<<<<

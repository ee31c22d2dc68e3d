//! # Materials
//!
//! Materials decide which render queue an object is drawn in and which shader
//! passes can draw it. Full-screen materials used by blits (depth copy,
//! deferred composite) are ordinary library entries with no passes.

use crate::foundation::collections::{MaterialHandle, SlotMap};

/// Standard render queue values
pub mod render_queue {
    /// Drawn first (backgrounds)
    pub const BACKGROUND: i32 = 1000;
    /// Regular opaque geometry
    pub const GEOMETRY: i32 = 2000;
    /// Alpha-tested geometry
    pub const ALPHA_TEST: i32 = 2450;
    /// Last queue considered opaque
    pub const GEOMETRY_LAST: i32 = 2500;
    /// Alpha-blended geometry
    pub const TRANSPARENT: i32 = 3000;
    /// Overlays and full-screen effects
    pub const OVERLAY: i32 = 4000;
}

/// Material description
#[derive(Debug, Clone, PartialEq, Eq)]
pub struct Material {
    /// Unique name
    pub name: String,
    /// Render queue value
    pub render_queue: i32,
    /// Shader pass tags this material provides
    pub passes: Vec<String>,
}

impl Material {
    /// Create a material with no passes
    pub fn new(name: impl Into<String>, render_queue: i32) -> Self {
        Self {
            name: name.into(),
            render_queue,
            passes: Vec::new(),
        }
    }

    /// Opaque geometry material providing `passes`
    pub fn opaque(name: impl Into<String>, passes: &[&str]) -> Self {
        Self::new(name, render_queue::GEOMETRY).with_passes(passes)
    }

    /// Transparent geometry material providing `passes`
    pub fn transparent(name: impl Into<String>, passes: &[&str]) -> Self {
        Self::new(name, render_queue::TRANSPARENT).with_passes(passes)
    }

    /// Full-screen material used by blits
    pub fn full_screen(name: impl Into<String>) -> Self {
        Self::new(name, render_queue::OVERLAY)
    }

    /// Add shader passes
    pub fn with_passes(mut self, passes: &[&str]) -> Self {
        self.passes.extend(passes.iter().map(|p| (*p).to_string()));
        self
    }

    /// Check if the material provides `pass`
    pub fn has_pass(&self, pass: &str) -> bool {
        self.passes.iter().any(|p| p == pass)
    }

    /// Check if the material is drawn in an opaque queue
    pub fn is_opaque(&self) -> bool {
        self.render_queue <= render_queue::GEOMETRY_LAST
    }
}

/// Slot-map backed material storage
///
/// Cloning keeps every handle valid in the copy.
#[derive(Debug, Clone, Default)]
pub struct MaterialLibrary {
    materials: SlotMap<MaterialHandle, Material>,
}

impl MaterialLibrary {
    /// Create an empty library
    pub fn new() -> Self {
        Self::default()
    }

    /// Library with the materials the built-in pipelines expect:
    /// `Standard` (opaque, Forward + GBuffer), `Glass` (transparent, Forward),
    /// `CopyDepth` and `DeferredComposite` (full-screen).
    pub fn with_builtin_materials() -> Self {
        use crate::render::drawing::shader_pass;

        let mut library = Self::new();
        library.add(Material::opaque(
            "Standard",
            &[shader_pass::FORWARD, shader_pass::GBUFFER],
        ));
        library.add(Material::transparent("Glass", &[shader_pass::FORWARD]));
        library.add(Material::full_screen("CopyDepth"));
        library.add(Material::full_screen("DeferredComposite"));
        library
    }

    /// Register a material. A material with the same name is replaced.
    pub fn add(&mut self, material: Material) -> MaterialHandle {
        if let Some(existing) = self.find_by_name(&material.name) {
            log::debug!("Replacing material '{}'", material.name);
            self.materials[existing] = material;
            return existing;
        }
        self.materials.insert(material)
    }

    /// Look up a material
    pub fn get(&self, handle: MaterialHandle) -> Option<&Material> {
        self.materials.get(handle)
    }

    /// Find a material by name
    pub fn find_by_name(&self, name: &str) -> Option<MaterialHandle> {
        self.materials
            .iter()
            .find(|(_, material)| material.name == name)
            .map(|(handle, _)| handle)
    }

    /// Remove a material
    pub fn remove(&mut self, handle: MaterialHandle) -> Option<Material> {
        self.materials.remove(handle)
    }

    /// Number of materials
    pub fn len(&self) -> usize {
        self.materials.len()
    }

    /// Check if the library is empty
    pub fn is_empty(&self) -> bool {
        self.materials.is_empty()
    }
}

>>>>

Task instructions | After reading the records above, transcribe them verbatim.

Output for this task |
repository ee31c22d2dc68e3d
//! # Materials
//!
//! Materials decide which render queue an object is drawn in and which shader
//! passes can draw it. Full-screen materials used by blits (depth copy,
//! deferred composite) are ordinary library entries with no passes.

use crate::foundation::collections::{MaterialHandle, SlotMap};

/// Standard render queue values
pub mod render_queue {
    /// Drawn first (backgrounds)
    pub const BACKGROUND: i32 = 1000;
    /// Regular opaque geometry
    pub const GEOMETRY: i32 = 2000;
    /// Alpha-tested geometry
    pub const ALPHA_TEST: i32 = 2450;
    /// Last queue considered opaque
    pub const GEOMETRY_LAST: i32 = 2500;
    /// Alpha-blended geometry
    pub const TRANSPARENT: i32 = 3000;
    /// Overlays and full-screen effects
    pub const OVERLAY: i32 = 4000;
}

/// Material description
#[derive(Debug, Clone, PartialEq, Eq)]
pub struct Material {
    /// Unique name
    pub name: String,
    /// Render queue value
    pub render_queue: i32,
    /// Shader pass tags this material provides
    pub passes: Vec<String>,
}

impl Material {
    /// Create a material with no passes
    pub fn new(name: impl Into<String>, render_queue: i32) -> Self {
        Self {
            name: name.into(),
            render_queue,
            passes: Vec::new(),
        }
    }

    /// Opaque geometry material providing `passes`
    pub fn opaque(name: impl Into<String>, passes: &[&str]) -> Self {
        Self::new(name, render_queue::GEOMETRY).with_passes(passes)
    }

    /// Transparent geometry material providing `passes`
    pub fn transparent(name: impl Into<String>, passes: &[&str]) -> Self {
        Self::new(name, render_queue::TRANSPARENT).with_passes(passes)
    }

    /// Full-screen material used by blits
    pub fn full_screen(name: impl Into<String>) -> Self {
        Self::new(name, render_queue::OVERLAY)
    }

    /// Add shader passes
    pub fn with_passes(mut self, passes: &[&str]) -> Self {
        self.passes.extend(passes.iter().map(|p| (*p).to_string()));
        self
    }

    /// Check if the material provides `pass`
    pub fn has_pass(&self, pass: &str) -> bool {
        self.passes.iter().any(|p| p == pass)
    }

    /// Check if the material is drawn in an opaque queue
    pub fn is_opaque(&self) -> bool {
        self.render_queue <= render_queue::GEOMETRY_LAST
    }
}

/// Slot-map backed material storage
///
/// Cloning keeps every handle valid in the copy.
#[derive(Debug, Clone, Default)]
pub struct MaterialLibrary {
    materials: SlotMap<MaterialHandle, Material>,
}

impl MaterialLibrary {
    /// Create an empty library
    pub fn new() -> Self {
        Self::default()
    }

    /// Library with the materials the built-in pipelines expect:
    /// `Standard` (opaque, Forward + GBuffer), `Glass` (transparent, Forward),
    /// `CopyDepth` and `DeferredComposite` (full-screen).
    pub fn with_builtin_materials() -> Self {
        use crate::render::drawing::shader_pass;

        let mut library = Self::new();
        library.add(Material::opaque(
            "Standard",
            &[shader_pass::FORWARD, shader_pass::GBUFFER],
        ));
        library.add(Material::transparent("Glass", &[shader_pass::FORWARD]));
        library.add(Material::full_screen("CopyDepth"));
        library.add(Material::full_screen("DeferredComposite"));
        library
    }

    /// Register a material. A material with the same name is replaced.
    pub fn add(&mut self, material: Material) -> MaterialHandle {
        if let Some(existing) = self.find_by_name(&material.name) {
            log::debug!("Replacing material '{}'", material.name);
            self.materials[existing] = material;
            return existing;
        }
        self.materials.insert(material)
    }

    /// Look up a material
    pub fn get(&self, handle: MaterialHandle) -> Option<&Material> {
        self.materials.get(handle)
    }

    /// Find a material by name
    pub fn find_by_name(&self, name: &str) -> Option<MaterialHandle> {
        self.materials
            .iter()
            .find(|(_, material)| material.name == name)
            .map(|(handle, _)| handle)
    }

    /// Remove a material
    pub fn remove(&mut self, handle: MaterialHandle) -> Option<Material> {
        self.materials.remove(handle)
    }

    /// Number of materials
    pub fn len(&self) -> usize {
        self.materials.len()
    }

    /// Check if the library is empty
    pub fn is_empty(&self) -> bool {
        self.materials.is_empty()
    }
}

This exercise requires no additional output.